Another challenge to the presence of God comes from the probabilistic nature of our causal models. Theories about God ought to be perfect (explain about 100% of the variance) while theories of social action can be probabilistic. To ascribe probabilistic thinking and action to God would significantly conflict with theories of God, though one can imagine that he sets the mean, and will cause the error term. A starker version of the same would be that God allows free will, and to that degree that he allows for it and the world is shaped by free will, and God is immaterial to bettering social condition. Another reason to discount challenge to God theory can be the following – we just don’t know the generating mechanism (or life/death) and probabilistic conditioning seems to come from fitting known world models onto data generated by God model, which is by the way synergistic enough with the world model (more poverty = earlier death) to be disturbing.

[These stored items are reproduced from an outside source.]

use serde::{Deserialize, Serialize};
use sqlx::{types::Json, FromRow, PgPool};
use time::OffsetDateTime;
use uuid::Uuid;

const TRIP_COLUMNS: &str = "id, user_id, title, slug, description, image, country, duration, \
     budget_amount, budget_currency, best_season, is_premium, is_published, \
     tags, points_of_interest, itinerary, views, created_at, updated_at";

#[derive(Debug, Clone, Serialize, Deserialize)]
pub struct PointOfInterest {
    pub name: String,
    #[serde(default)]
    pub description: String,
    #[serde(default = "default_image")]
    pub image: String,
}

#[derive(Debug, Clone, Serialize, Deserialize)]
pub struct ItineraryStep {
    pub day: i32,
    pub title: String,
    #[serde(default)]
    pub description: String,
    #[serde(default)]
    pub overnight: bool,
}

fn default_image() -> String {
    "/placeholder.svg".into()
}

#[derive(Debug, Clone, Serialize, Deserialize, FromRow)]
pub struct Trip {
    pub id: Uuid,
    pub user_id: Uuid,
    pub title: String,
    pub slug: String,
    pub description: String,
    pub image: String,
    pub country: String,
    pub duration: i32,
    pub budget_amount: f64,
    pub budget_currency: String,
    pub best_season: String,
    pub is_premium: bool,
    pub is_published: bool,
    pub tags: Vec<String>,
    pub points_of_interest: Json<Vec<PointOfInterest>>,
    pub itinerary: Json<Vec<ItineraryStep>>,
    pub views: i64,
    pub created_at: OffsetDateTime,
    pub updated_at: OffsetDateTime,
}

/// Fields accepted when an admin creates a trip.
#[derive(Debug)]
pub struct NewTrip {
    pub user_id: Uuid,
    pub title: String,
    pub description: String,
    pub image: String,
    pub country: String,
    pub duration: i32,
    pub budget_amount: f64,
    pub budget_currency: String,
    pub best_season: String,
    pub is_premium: bool,
    pub is_published: bool,
    pub tags: Vec<String>,
    pub points_of_interest: Vec<PointOfInterest>,
    pub itinerary: Vec<ItineraryStep>,
}

/// Admin-side partial update; absent fields keep their stored value.
#[derive(Debug, Default)]
pub struct TripPatch {
    pub title: Option<String>,
    pub description: Option<String>,
    pub image: Option<String>,
    pub country: Option<String>,
    pub duration: Option<i32>,
    pub budget_amount: Option<f64>,
    pub budget_currency: Option<String>,
    pub best_season: Option<String>,
    pub is_premium: Option<bool>,
    pub is_published: Option<bool>,
    pub tags: Option<Vec<String>>,
    pub points_of_interest: Option<Vec<PointOfInterest>>,
    pub itinerary: Option<Vec<ItineraryStep>>,
}

/// URL-safe slug from the title plus a millisecond suffix for uniqueness.
pub(crate) fn slugify(title: &str, now: OffsetDateTime) -> String {
    let mut slug = String::with_capacity(title.len());
    let mut last_dash = true;
    for c in title.chars() {
        if c.is_ascii_alphanumeric() {
            slug.push(c.to_ascii_lowercase());
            last_dash = false;
        } else if !last_dash {
            slug.push('-');
            last_dash = true;
        }
    }
    let slug = slug.trim_end_matches('-');
    let millis = now.unix_timestamp_nanos() / 1_000_000;
    format!("{slug}-{millis}")
}

impl Trip {
    pub async fn list_published(
        db: &PgPool,
        country: Option<&str>,
        is_premium: Option<bool>,
        limit: i64,
        offset: i64,
    ) -> Result<Vec<Trip>, sqlx::Error> {
        sqlx::query_as::<_, Trip>(&format!(
            "SELECT {TRIP_COLUMNS} FROM trips \
             WHERE is_published \
               AND ($1::text IS NULL OR country ILIKE '%' || $1 || '%') \
               AND ($2::bool IS NULL OR is_premium = $2) \
             ORDER BY created_at DESC \
             LIMIT $3 OFFSET $4"
        ))
        .bind(country)
        .bind(is_premium)
        .bind(limit)
        .bind(offset)
        .fetch_all(db)
        .await
    }

    pub async fn count_published(
        db: &PgPool,
        country: Option<&str>,
        is_premium: Option<bool>,
    ) -> Result<i64, sqlx::Error> {
        sqlx::query_scalar::<_, i64>(
            "SELECT COUNT(*) FROM trips \
             WHERE is_published \
               AND ($1::text IS NULL OR country ILIKE '%' || $1 || '%') \
               AND ($2::bool IS NULL OR is_premium = $2)",
        )
        .bind(country)
        .bind(is_premium)
        .fetch_one(db)
        .await
    }

    pub async fn popular(db: &PgPool, limit: i64) -> Result<Vec<Trip>, sqlx::Error> {
        sqlx::query_as::<_, Trip>(&format!(
            "SELECT {TRIP_COLUMNS} FROM trips WHERE is_published \
             ORDER BY views DESC LIMIT $1"
        ))
        .bind(limit)
        .fetch_all(db)
        .await
    }

    pub async fn find_by_id(db: &PgPool, id: Uuid) -> Result<Option<Trip>, sqlx::Error> {
        sqlx::query_as::<_, Trip>(&format!("SELECT {TRIP_COLUMNS} FROM trips WHERE id = $1"))
            .bind(id)
            .fetch_optional(db)
            .await
    }

    pub async fn increment_views(db: &PgPool, id: Uuid) -> Result<Option<i64>, sqlx::Error> {
        sqlx::query_scalar::<_, i64>(
            "UPDATE trips SET views = views + 1 WHERE id = $1 RETURNING views",
        )
        .bind(id)
        .fetch_optional(db)
        .await
    }

    /// Case-insensitive substring search over title, country and tags.
    pub async fn search(
        db: &PgPool,
        query: &str,
        limit: i64,
        offset: i64,
    ) -> Result<Vec<Trip>, sqlx::Error> {
        let pattern = format!("%{query}%");
        sqlx::query_as::<_, Trip>(&format!(
            "SELECT {TRIP_COLUMNS} FROM trips \
             WHERE title ILIKE $1 OR country ILIKE $1 \
                OR array_to_string(tags, ' ') ILIKE $1 \
             ORDER BY created_at DESC \
             LIMIT $2 OFFSET $3"
        ))
        .bind(&pattern)
        .bind(limit)
        .bind(offset)
        .fetch_all(db)
        .await
    }

    pub async fn count_search(db: &PgPool, query: &str) -> Result<i64, sqlx::Error> {
        let pattern = format!("%{query}%");
        sqlx::query_scalar::<_, i64>(
            "SELECT COUNT(*) FROM trips \
             WHERE title ILIKE $1 OR country ILIKE $1 \
                OR array_to_string(tags, ' ') ILIKE $1",
        )
        .bind(&pattern)
        .fetch_one(db)
        .await
    }

    pub async fn recent(db: &PgPool, limit: i64) -> Result<Vec<Trip>, sqlx::Error> {
        sqlx::query_as::<_, Trip>(&format!(
            "SELECT {TRIP_COLUMNS} FROM trips ORDER BY created_at DESC LIMIT $1"
        ))
        .bind(limit)
        .fetch_all(db)
        .await
    }

    pub async fn count_all(db: &PgPool) -> Result<i64, sqlx::Error> {
        sqlx::query_scalar::<_, i64>("SELECT COUNT(*) FROM trips")
            .fetch_one(db)
            .await
    }

    pub async fn count_published_all(db: &PgPool) -> Result<i64, sqlx::Error> {
        sqlx::query_scalar::<_, i64>("SELECT COUNT(*) FROM trips WHERE is_published")
            .fetch_one(db)
            .await
    }

    pub async fn create(db: &PgPool, new: NewTrip) -> Result<Trip, sqlx::Error> {
        let slug = slugify(&new.title, OffsetDateTime::now_utc());
        sqlx::query_as::<_, Trip>(&format!(
            "INSERT INTO trips \
                 (user_id, title, slug, description, image, country, duration, \
                  budget_amount, budget_currency, best_season, is_premium, is_published, \
                  tags, points_of_interest, itinerary) \
             VALUES ($1, $2, $3, $4, $5, $6, $7, $8, $9, $10, $11, $12, $13, $14, $15) \
             RETURNING {TRIP_COLUMNS}"
        ))
        .bind(new.user_id)
        .bind(&new.title)
        .bind(&slug)
        .bind(&new.description)
        .bind(&new.image)
        .bind(&new.country)
        .bind(new.duration)
        .bind(new.budget_amount)
        .bind(&new.budget_currency)
        .bind(&new.best_season)
        .bind(new.is_premium)
        .bind(new.is_published)
        .bind(&new.tags)
        .bind(Json(&new.points_of_interest))
        .bind(Json(&new.itinerary))
        .fetch_one(db)
        .await
    }

    pub async fn update(
        db: &PgPool,
        id: Uuid,
        patch: TripPatch,
    ) -> Result<Option<Trip>, sqlx::Error> {
        sqlx::query_as::<_, Trip>(&format!(
            "UPDATE trips \
             SET title = COALESCE($2, title), \
                 description = COALESCE($3, description), \
                 image = COALESCE($4, image), \
                 country = COALESCE($5, country), \
                 duration = COALESCE($6, duration), \
                 budget_amount = COALESCE($7, budget_amount), \
                 budget_currency = COALESCE($8, budget_currency), \
                 best_season = COALESCE($9, best_season), \
                 is_premium = COALESCE($10, is_premium), \
                 is_published = COALESCE($11, is_published), \
                 tags = COALESCE($12, tags), \
                 points_of_interest = COALESCE($13, points_of_interest), \
                 itinerary = COALESCE($14, itinerary), \
                 updated_at = now() \
             WHERE id = $1 \
             RETURNING {TRIP_COLUMNS}"
        ))
        .bind(id)
        .bind(&patch.title)
        .bind(&patch.description)
        .bind(&patch.image)
        .bind(&patch.country)
        .bind(patch.duration)
        .bind(patch.budget_amount)
        .bind(&patch.budget_currency)
        .bind(&patch.best_season)
        .bind(patch.is_premium)
        .bind(patch.is_published)
        .bind(&patch.tags)
        .bind(patch.points_of_interest.as_ref().map(Json))
        .bind(patch.itinerary.as_ref().map(Json))
        .fetch_optional(db)
        .await
    }

    pub async fn delete(db: &PgPool, id: Uuid) -> Result<bool, sqlx::Error> {
        let result = sqlx::query("DELETE FROM trips WHERE id = $1")
            .bind(id)
            .execute(db)
            .await?;
        Ok(result.rows_affected() == 1)
    }

    pub async fn set_published(
        db: &PgPool,
        id: Uuid,
        published: bool,
    ) -> Result<Option<Trip>, sqlx::Error> {
        sqlx::query_as::<_, Trip>(&format!(
            "UPDATE trips SET is_published = $2, updated_at = now() WHERE id = $1 \
             RETURNING {TRIP_COLUMNS}"
        ))
        .bind(id)
        .bind(published)
        .fetch_optional(db)
        .await
    }
}

#[cfg(test)]
mod tests {
    use super::*;

    #[test]
    fn slugify_lowercases_and_dashes() {
        let now = OffsetDateTime::from_unix_timestamp(1_700_000_000).unwrap();
        let slug = slugify("Route 66: Chicago -> LA!", now);
        assert!(slug.starts_with("route-66-chicago-la-"));
        assert!(slug.ends_with("1700000000000"));
    }

    #[test]
    fn slugify_never_produces_leading_or_double_dashes() {
        let now = OffsetDateTime::UNIX_EPOCH;
        let slug = slugify("  --  Côte   d'Azur  ", now);
        assert!(!slug.starts_with('-'));
        assert!(!slug.contains("--"));
    }

    #[test]
    fn itinerary_step_defaults_apply_on_deserialize() {
        let step: ItineraryStep =
            serde_json::from_str(r#"{"day": 1, "title": "Departure"}"#).unwrap();
        assert_eq!(step.description, "");
        assert!(!step.overnight);
    }
}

One way to look at the argument presented here is that God may exist, but s/he/it isn’t particularly strong. And if strength/omnipotence is taken to be a fundamental descriptive attitude of the object (God), it is likely that the object doesn’t exist as well. The counterargument to the above would perhaps need to factor in differing conceptions about the object and its power. For example, one may say that s/he/it is doing all it can to reduce evil to its lowest form – and that is indeed the present condition. Perhaps then more minimally – since he is already doing all he can and rest depends on us – we can argue that God isn’t a particularly useful intervention for changing one’s situation in the world.